Für viele Erkrankungen geben heute die medizinischen Fachgesellschaften Leitlinien vor. Diese Leitlinien basieren auf den Ergebnissen von Therapie-Studien in Abhängigkeit vom jeweiligen (objektiven) Befund. Entsprechend der Möglichkeiten werden Leitlinien in unterschiedliche Kategorien gefasst:
- S1 = informeller Konsens einer Expertengruppe
- S2k = formale Konsensfindung innerhalb einer Expertengruppe
- S2e = Evidence-Recherche innerhalb einer Expertengruppe
- S3 = Leitlinie wurde aufgrund einer systematischen Literaturrecherche unter Einschluss von randomisierter Studien und Metaanalysen erarbeitet.

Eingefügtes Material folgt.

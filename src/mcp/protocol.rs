//! MCP wire protocol types
//!
//! JSON-RPC 2.0 envelopes plus the MCP payloads this client uses.

use serde::{Deserialize, Serialize};
use serde_json::Value;

/// Protocol revision sent in the `initialize` request
pub const PROTOCOL_VERSION: &str = "2024-11-05";

/// JSON-RPC request to an MCP server
#[derive(Debug, Clone, Serialize, Deserialize)]
pub struct McpRequest {
    pub jsonrpc: String,
    pub id: u64,
    pub method: String,
    #[serde(skip_serializing_if = "Option::is_none")]
    pub params: Option<Value>,
}

impl McpRequest {
    /// Create a new MCP request
    pub fn new(id: u64, method: impl Into<String>, params: Option<Value>) -> Self {
        McpRequest {
            jsonrpc: "2.0".to_string(),
            id,
            method: method.into(),
            params,
        }
    }

    /// Create an initialize request
    pub fn initialize(id: u64) -> Self {
        Self::new(id, "initialize", Some(serde_json::json!({
            "protocolVersion": PROTOCOL_VERSION,
            "capabilities": {},
            "clientInfo": {
                "name": env!("CARGO_PKG_NAME"),
                "version": env!("CARGO_PKG_VERSION")
            }
        })))
    }

    /// Create a tools/list request
    pub fn list_tools(id: u64, cursor: Option<&str>) -> Self {
        Self::new(id, "tools/list", cursor_params(cursor))
    }

    /// Create a resources/list request
    pub fn list_resources(id: u64, cursor: Option<&str>) -> Self {
        Self::new(id, "resources/list", cursor_params(cursor))
    }

    /// Create a prompts/list request
    pub fn list_prompts(id: u64, cursor: Option<&str>) -> Self {
        Self::new(id, "prompts/list", cursor_params(cursor))
    }

    /// Create a resources/read request
    pub fn read_resource(id: u64, uri: impl Into<String>) -> Self {
        Self::new(id, "resources/read", Some(serde_json::json!({ "uri": uri.into() })))
    }

    /// Create a prompts/get request
    pub fn get_prompt(id: u64, name: impl Into<String>, arguments: Option<Value>) -> Self {
        let mut params = serde_json::json!({ "name": name.into() });
        if let Some(arguments) = arguments {
            params["arguments"] = arguments;
        }
        Self::new(id, "prompts/get", Some(params))
    }

    /// Create a tools/call request
    pub fn call_tool(id: u64, name: impl Into<String>, arguments: Value) -> Self {
        Self::new(id, "tools/call", Some(serde_json::json!({
            "name": name.into(),
            "arguments": arguments
        })))
    }
}

fn cursor_params(cursor: Option<&str>) -> Option<Value> {
    cursor.map(|c| serde_json::json!({ "cursor": c }))
}

/// JSON-RPC notification (no id, no response expected)
#[derive(Debug, Clone, Serialize, Deserialize)]
pub struct McpNotification {
    pub jsonrpc: String,
    pub method: String,
    #[serde(skip_serializing_if = "Option::is_none")]
    pub params: Option<Value>,
}

impl McpNotification {
    /// Sent once the initialize response has been received
    pub fn initialized() -> Self {
        McpNotification {
            jsonrpc: "2.0".to_string(),
            method: "notifications/initialized".to_string(),
            params: None,
        }
    }
}

/// JSON-RPC response from an MCP server
#[derive(Debug, Clone, Serialize, Deserialize)]
pub struct McpResponse {
    pub jsonrpc: String,
    pub id: Option<u64>,
    #[serde(skip_serializing_if = "Option::is_none")]
    pub result: Option<Value>,
    #[serde(skip_serializing_if = "Option::is_none")]
    pub error: Option<McpError>,
}

impl McpResponse {
    /// Successful response carrying `result`
    pub fn success(id: u64, result: Value) -> Self {
        McpResponse {
            jsonrpc: "2.0".to_string(),
            id: Some(id),
            result: Some(result),
            error: None,
        }
    }

    /// Error response
    pub fn failure(id: u64, code: i64, message: impl Into<String>) -> Self {
        McpResponse {
            jsonrpc: "2.0".to_string(),
            id: Some(id),
            result: None,
            error: Some(McpError {
                code,
                message: message.into(),
                data: None,
            }),
        }
    }
}

/// MCP error
#[derive(Debug, Clone, Serialize, Deserialize)]
pub struct McpError {
    pub code: i64,
    pub message: String,
    #[serde(skip_serializing_if = "Option::is_none")]
    pub data: Option<Value>,
}

/// Result of the `initialize` handshake
#[derive(Debug, Clone, Default, Serialize, Deserialize)]
#[serde(rename_all = "camelCase")]
pub struct InitializeResult {
    #[serde(default)]
    pub protocol_version: String,
    #[serde(default)]
    pub capabilities: ServerCapabilities,
    #[serde(default)]
    pub server_info: ServerInfo,
    #[serde(default, skip_serializing_if = "Option::is_none")]
    pub instructions: Option<String>,
}

/// Capabilities a server declares during the handshake.
///
/// Each entry is an opaque options object; presence means "supported".
#[derive(Debug, Clone, Default, Serialize, Deserialize)]
pub struct ServerCapabilities {
    #[serde(default, skip_serializing_if = "Option::is_none")]
    pub tools: Option<Value>,
    #[serde(default, skip_serializing_if = "Option::is_none")]
    pub resources: Option<Value>,
    #[serde(default, skip_serializing_if = "Option::is_none")]
    pub prompts: Option<Value>,
    #[serde(default, skip_serializing_if = "Option::is_none")]
    pub logging: Option<Value>,
}

/// Server identification
#[derive(Debug, Clone, Default, Serialize, Deserialize)]
pub struct ServerInfo {
    #[serde(default)]
    pub name: String,
    #[serde(default)]
    pub version: String,
}

/// Tool definition from an MCP server
#[derive(Debug, Clone, Serialize, Deserialize)]
pub struct McpTool {
    /// Tool name
    pub name: String,
    /// Tool description
    #[serde(default)]
    pub description: Option<String>,
    /// Input schema (JSON Schema), kept verbatim
    #[serde(rename = "inputSchema", default)]
    pub input_schema: Value,
}

/// Resource advertised by an MCP server
#[derive(Debug, Clone, Serialize, Deserialize)]
#[serde(rename_all = "camelCase")]
pub struct McpResource {
    pub uri: String,
    pub name: String,
    #[serde(default, skip_serializing_if = "Option::is_none")]
    pub description: Option<String>,
    #[serde(default, skip_serializing_if = "Option::is_none")]
    pub mime_type: Option<String>,
}

/// Prompt template advertised by an MCP server
#[derive(Debug, Clone, Serialize, Deserialize)]
pub struct McpPrompt {
    pub name: String,
    #[serde(default, skip_serializing_if = "Option::is_none")]
    pub description: Option<String>,
    #[serde(default)]
    pub arguments: Vec<McpPromptArgument>,
}

/// Argument accepted by a prompt template
#[derive(Debug, Clone, Serialize, Deserialize)]
pub struct McpPromptArgument {
    pub name: String,
    #[serde(default, skip_serializing_if = "Option::is_none")]
    pub description: Option<String>,
    #[serde(default)]
    pub required: bool,
}

/// One page of a paginated list result
#[derive(Debug, Clone, Deserialize)]
#[serde(rename_all = "camelCase", bound(deserialize = "T: Deserialize<'de>"))]
pub(crate) struct Page<T> {
    #[serde(default, alias = "tools", alias = "resources", alias = "prompts")]
    pub items: Vec<T>,
    #[serde(default)]
    pub next_cursor: Option<String>,
}

/// Content block returned by a tool call or prompt message
#[derive(Debug, Clone, Serialize, Deserialize)]
pub struct McpContent {
    #[serde(rename = "type")]
    pub content_type: String,
    #[serde(default, skip_serializing_if = "Option::is_none")]
    pub text: Option<String>,
    #[serde(default, skip_serializing_if = "Option::is_none")]
    pub data: Option<String>,
    #[serde(rename = "mimeType", default, skip_serializing_if = "Option::is_none")]
    pub mime_type: Option<String>,
    #[serde(default, skip_serializing_if = "Option::is_none")]
    pub resource: Option<Value>,
}

impl McpContent {
    /// Text payload, if this is a text block
    pub fn as_text(&self) -> Option<&str> {
        if self.content_type == "text" {
            self.text.as_deref()
        } else {
            None
        }
    }
}

/// Result of a tools/call response
#[derive(Debug, Clone, Serialize, Deserialize)]
pub struct McpToolResult {
    #[serde(default)]
    pub content: Vec<McpContent>,
    #[serde(rename = "isError", default)]
    pub is_error: bool,
}

/// Result of a prompts/get response
#[derive(Debug, Clone, Deserialize)]
pub struct GetPromptResult {
    #[serde(default)]
    pub messages: Vec<PromptMessage>,
}

/// One rendered prompt message
#[derive(Debug, Clone, Deserialize)]
pub struct PromptMessage {
    pub role: String,
    pub content: McpContent,
}

/// Result of a resources/read response
#[derive(Debug, Clone, Deserialize)]
pub struct ReadResourceResult {
    #[serde(default)]
    pub contents: Vec<ResourceContents>,
}

/// Contents of a single resource
#[derive(Debug, Clone, Deserialize)]
#[serde(rename_all = "camelCase")]
pub struct ResourceContents {
    pub uri: String,
    #[serde(default)]
    pub mime_type: Option<String>,
    #[serde(default)]
    pub text: Option<String>,
    #[serde(default)]
    pub blob: Option<String>,
}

Verschiedene Arthrose-Fachgesellschaften haben dazu in den letzten Jahren Leitlinien für bestimmte Gelenke erarbeitet:
OARSI (Osteoarthritis Research Society International), AAOS (American Academy of Orthopaedic Surgeons) [15, 16], EULAR (European League Against Rheumatism) [17, 18].
So hat Anfang dieses Jahres die DGOU eine überarbeitete Leitlinie für die Behandlung der Gonarthrose herausgegeben [19]. Dabei ist jedoch zu beachten, dass die Arthrose-Leitlinien oft nur durch formale Konsensfindung innerhalb einer Expertengruppe (S2k) erarbeitet wurden. Eine „General-Arthrose-Leitlinie“ für alle Arthroseformen, aber vor allem für den einzelnen Patienten kann es aus aus mehreren Gründen nicht geben.
Einerseits stellt sich das klinische Bild der Arthrosen der unterschiedlichen Gelenke völlig unterschiedlich dar. Während beispielsweise im Kniegelenk der Schaden am hyalinen Gelenkknorpel wesentliches pathophysiologische Moment ist, verhält es sich anders am Sprunggelenk. Hier ist der Knorpelschaden nahezu immer als osteochondrale Schädigung aufzufassen. Bei den Gelenken der oberen Extremität spielen die Weichteile eine wesentlich stärkere Rolle bei der Manifestation der Erkrankung als die Knorpelschäden.
Wesentlich bei der Beachtung der Leitlinien ist aber vor allem der Umstand, dass jeder Patient ein individuelles Beschwerdemuster, individuelle Einschränkungen seiner Funktion und vor allem individuelle Ansprüche an sein Gelenk hat.